Print each of the records below, leaving every word as it is.

····················

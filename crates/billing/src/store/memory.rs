//! In-memory billing and subscription services
//!
//! Transactions read from a snapshot taken at `begin` and keep a change log;
//! `commit` replays the log onto the shared state row by row, so concurrent
//! transactions touching different subscriptions don't clobber each other.

use std::collections::{HashMap, HashSet};
use std::sync::Arc;

use async_trait::async_trait;
use linesync_shared::{CustomerId, InvoiceId, LineId, Namespace, SubscriptionId};
use time::OffsetDateTime;
use tokio::sync::{Mutex, RwLock};

use crate::adapter::{
    BillingProfile, BillingStore, BillingTransaction, CustomerRef, InvoiceFilter, InvoiceRef,
    InvoiceService, ListSubscriptionsInput, SubscriptionRef, SubscriptionSource,
};
use crate::error::{BillingError, BillingResult};
use crate::line::{Line, LineInput};
use crate::subscription::SubscriptionView;

#[derive(Debug, Clone, Copy, PartialEq, Eq)]
pub enum MemoryInvoiceStatus {
    Gathering,
    Draft,
    Issued,
}

#[derive(Debug, Clone)]
pub struct MemoryInvoice {
    pub id: InvoiceId,
    pub namespace: Namespace,
    pub customer_id: CustomerId,
    pub currency: String,
    pub status: MemoryInvoiceStatus,
    pub draft_until: Option<OffsetDateTime>,
}

#[derive(Debug, Clone, Default)]
struct State {
    profiles: HashMap<(Namespace, CustomerId), BillingProfile>,
    invoices: HashMap<InvoiceId, MemoryInvoice>,
    lines: HashMap<LineId, Line>,
}

impl State {
    fn gathering_invoice(&self, namespace: &Namespace, customer_id: CustomerId, currency: &str) -> Option<InvoiceId> {
        self.invoices
            .values()
            .find(|i| {
                i.status == MemoryInvoiceStatus::Gathering
                    && &i.namespace == namespace
                    && i.customer_id == customer_id
                    && i.currency == currency
            })
            .map(|i| i.id)
    }
}

/// Billing service backed by process memory
#[derive(Debug, Clone, Default)]
pub struct MemoryBillingStore {
    state: Arc<Mutex<State>>,
}
//! Bounded fan-out over independent work items
//!
//! Items are processed in fixed-size batches, one after the other. Within a
//! batch every item gets its own task; the batch is awaited as a whole before
//! the next one starts, which caps concurrent downstream connections at the
//! batch size. Failures are collected and never stop the run.

use std::future::Future;

use tokio::sync::{mpsc, watch};
use tokio::task::JoinSet;
use tracing::{debug, warn};

use crate::error::{BatchErrors, BillingError, BillingResult};

/// Sending half of a shutdown signal
#[derive(Debug)]
pub struct ShutdownTrigger(watch::Sender<bool>);

impl ShutdownTrigger {
    pub fn trigger(&self) {
        self.0.send_replace(true);
    }
}

/// Receiving half of a shutdown signal. Checked between batches: work already
/// started is allowed to finish its write.
#[derive(Debug, Clone)]
pub struct Shutdown(watch::Receiver<bool>);

impl Shutdown {
    pub fn channel() -> (ShutdownTrigger, Shutdown) {
        let (tx, rx) = watch::channel(false);
        (ShutdownTrigger(tx), Shutdown(rx))
    }

    /// A signal that never fires
    pub fn never() -> Shutdown {
        Shutdown::channel().1
    }

    pub fn is_triggered(&self) -> bool {
        *self.0.borrow()
    }
}

/// Run `op` over `items` in batches of `batch_size`, returning every failure
pub async fn run_batched<T, L, F, Fut>(
    items: Vec<T>,
    batch_size: usize,
    shutdown: &Shutdown,
    label: L,
    op: F,
) -> BatchErrors
where
    T: Send + 'static,
    L: Fn(&T) -> String,
    F: Fn(T) -> Fut,
    Fut: Future<Output = BillingResult<()>> + Send + 'static,
{
    let batch_size = batch_size.max(1);
    let total = items.len();
    let mut errors = BatchErrors::default();
    let mut remaining = items.into_iter().peekable();
    let mut processed = 0usize;

    while remaining.peek().is_some() {
        if shutdown.is_triggered() {
            warn!(
                processed = processed,
                remaining = total - processed,
                "Shutdown requested, not starting further batches"
            );
            errors.push(
                format!("{} unprocessed item(s)", total - processed),
                BillingError::Cancelled,
            );
            break;
        }

        let batch: Vec<T> = remaining.by_ref().take(batch_size).collect();
        let batch_len = batch.len();

        // Sized to the batch so no worker ever blocks on reporting
        let (err_tx, mut err_rx) = mpsc::channel::<(String, BillingError)>(batch_len);
        let mut workers = JoinSet::new();

        for item in batch {
            let name = label(&item);
            let work = op(item);
            let err_tx = err_tx.clone();
            workers.spawn(async move {
                if let Err(e) = work.await {
                    let _ = err_tx.send((name, e)).await;
                }
            });
        }
        drop(err_tx);

        while let Some(joined) = workers.join_next().await {
            if let Err(e) = joined {
                errors.push("worker", BillingError::Internal(e.to_string()));
            }
        }
        while let Some((name, err)) = err_rx.recv().await {
            errors.push(name, err);
        }

        processed += batch_len;
        debug!(processed = processed, total = total, "Batch finished");
    }

    errors
}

····················

» **Solved problem**
filename crates/billing/src/store/memory.rs
//! In-memory billing and subscription services
//!
//! Transactions read from a snapshot taken at `begin` and keep a change log;
//! `commit` replays the log onto the shared state row by row, so concurrent
//! transactions touching different subscriptions don't clobber each other.

use std::collections::{HashMap, HashSet};
use std::sync::Arc;

use async_trait::async_trait;
use linesync_shared::{CustomerId, InvoiceId, LineId, Namespace, SubscriptionId};
use time::OffsetDateTime;
use tokio::sync::{Mutex, RwLock};

use crate::adapter::{
    BillingProfile, BillingStore, BillingTransaction, CustomerRef, InvoiceFilter, InvoiceRef,
    InvoiceService, ListSubscriptionsInput, SubscriptionRef, SubscriptionSource,
};
use crate::error::{BillingError, BillingResult};
use crate::line::{Line, LineInput};
use crate::subscription::SubscriptionView;

#[derive(Debug, Clone, Copy, PartialEq, Eq)]
pub enum MemoryInvoiceStatus {
    Gathering,
    Draft,
    Issued,
}

#[derive(Debug, Clone)]
pub struct MemoryInvoice {
    pub id: InvoiceId,
    pub namespace: Namespace,
    pub customer_id: CustomerId,
    pub currency: String,
    pub status: MemoryInvoiceStatus,
    pub draft_until: Option<OffsetDateTime>,
}

#[derive(Debug, Clone, Default)]
struct State {
    profiles: HashMap<(Namespace, CustomerId), BillingProfile>,
    invoices: HashMap<InvoiceId, MemoryInvoice>,
    lines: HashMap<LineId, Line>,
}

impl State {
    fn gathering_invoice(&self, namespace: &Namespace, customer_id: CustomerId, currency: &str) -> Option<InvoiceId> {
        self.invoices
            .values()
            .find(|i| {
                i.status == MemoryInvoiceStatus::Gathering
                    && &i.namespace == namespace
                    && i.customer_id == customer_id
                    && i.currency == currency
            })
            .map(|i| i.id)
    }
}

/// Billing service backed by process memory
#[derive(Debug, Clone, Default)]
pub struct MemoryBillingStore {
    state: Arc<Mutex<State>>,
}
//! Bounded fan-out over independent work items
//!
//! Items are processed in fixed-size batches, one after the other. Within a
//! batch every item gets its own task; the batch is awaited as a whole before
//! the next one starts, which caps concurrent downstream connections at the
//! batch size. Failures are collected and never stop the run.

use std::future::Future;

use tokio::sync::{mpsc, watch};
use tokio::task::JoinSet;
use tracing::{debug, warn};

use crate::error::{BatchErrors, BillingError, BillingResult};

/// Sending half of a shutdown signal
#[derive(Debug)]
pub struct ShutdownTrigger(watch::Sender<bool>);

impl ShutdownTrigger {
    pub fn trigger(&self) {
        self.0.send_replace(true);
    }
}

/// Receiving half of a shutdown signal. Checked between batches: work already
/// started is allowed to finish its write.
#[derive(Debug, Clone)]
pub struct Shutdown(watch::Receiver<bool>);

impl Shutdown {
    pub fn channel() -> (ShutdownTrigger, Shutdown) {
        let (tx, rx) = watch::channel(false);
        (ShutdownTrigger(tx), Shutdown(rx))
    }

    /// A signal that never fires
    pub fn never() -> Shutdown {
        Shutdown::channel().1
    }

    pub fn is_triggered(&self) -> bool {
        *self.0.borrow()
    }
}

/// Run `op` over `items` in batches of `batch_size`, returning every failure
pub async fn run_batched<T, L, F, Fut>(
    items: Vec<T>,
    batch_size: usize,
    shutdown: &Shutdown,
    label: L,
    op: F,
) -> BatchErrors
where
    T: Send + 'static,
    L: Fn(&T) -> String,
    F: Fn(T) -> Fut,
    Fut: Future<Output = BillingResult<()>> + Send + 'static,
{
    let batch_size = batch_size.max(1);
    let total = items.len();
    let mut errors = BatchErrors::default();
    let mut remaining = items.into_iter().peekable();
    let mut processed = 0usize;

    while remaining.peek().is_some() {
        if shutdown.is_triggered() {
            warn!(
                processed = processed,
                remaining = total - processed,
                "Shutdown requested, not starting further batches"
            );
            errors.push(
                format!("{} unprocessed item(s)", total - processed),
                BillingError::Cancelled,
            );
            break;
        }

        let batch: Vec<T> = remaining.by_ref().take(batch_size).collect();
        let batch_len = batch.len();

        // Sized to the batch so no worker ever blocks on reporting
        let (err_tx, mut err_rx) = mpsc::channel::<(String, BillingError)>(batch_len);
        let mut workers = JoinSet::new();

        for item in batch {
            let name = label(&item);
            let work = op(item);
            let err_tx = err_tx.clone();
            workers.spawn(async move {
                if let Err(e) = work.await {
                    let _ = err_tx.send((name, e)).await;
                }
            });
        }
        drop(err_tx);

        while let Some(joined) = workers.join_next().await {
            if let Err(e) = joined {
                errors.push("worker", BillingError::Internal(e.to_string()));
            }
        }
        while let Some((name, err)) = err_rx.recv().await {
            errors.push(name, err);
        }

        processed += batch_len;
        debug!(processed = processed, total = total, "Batch finished");
    }

    errors
}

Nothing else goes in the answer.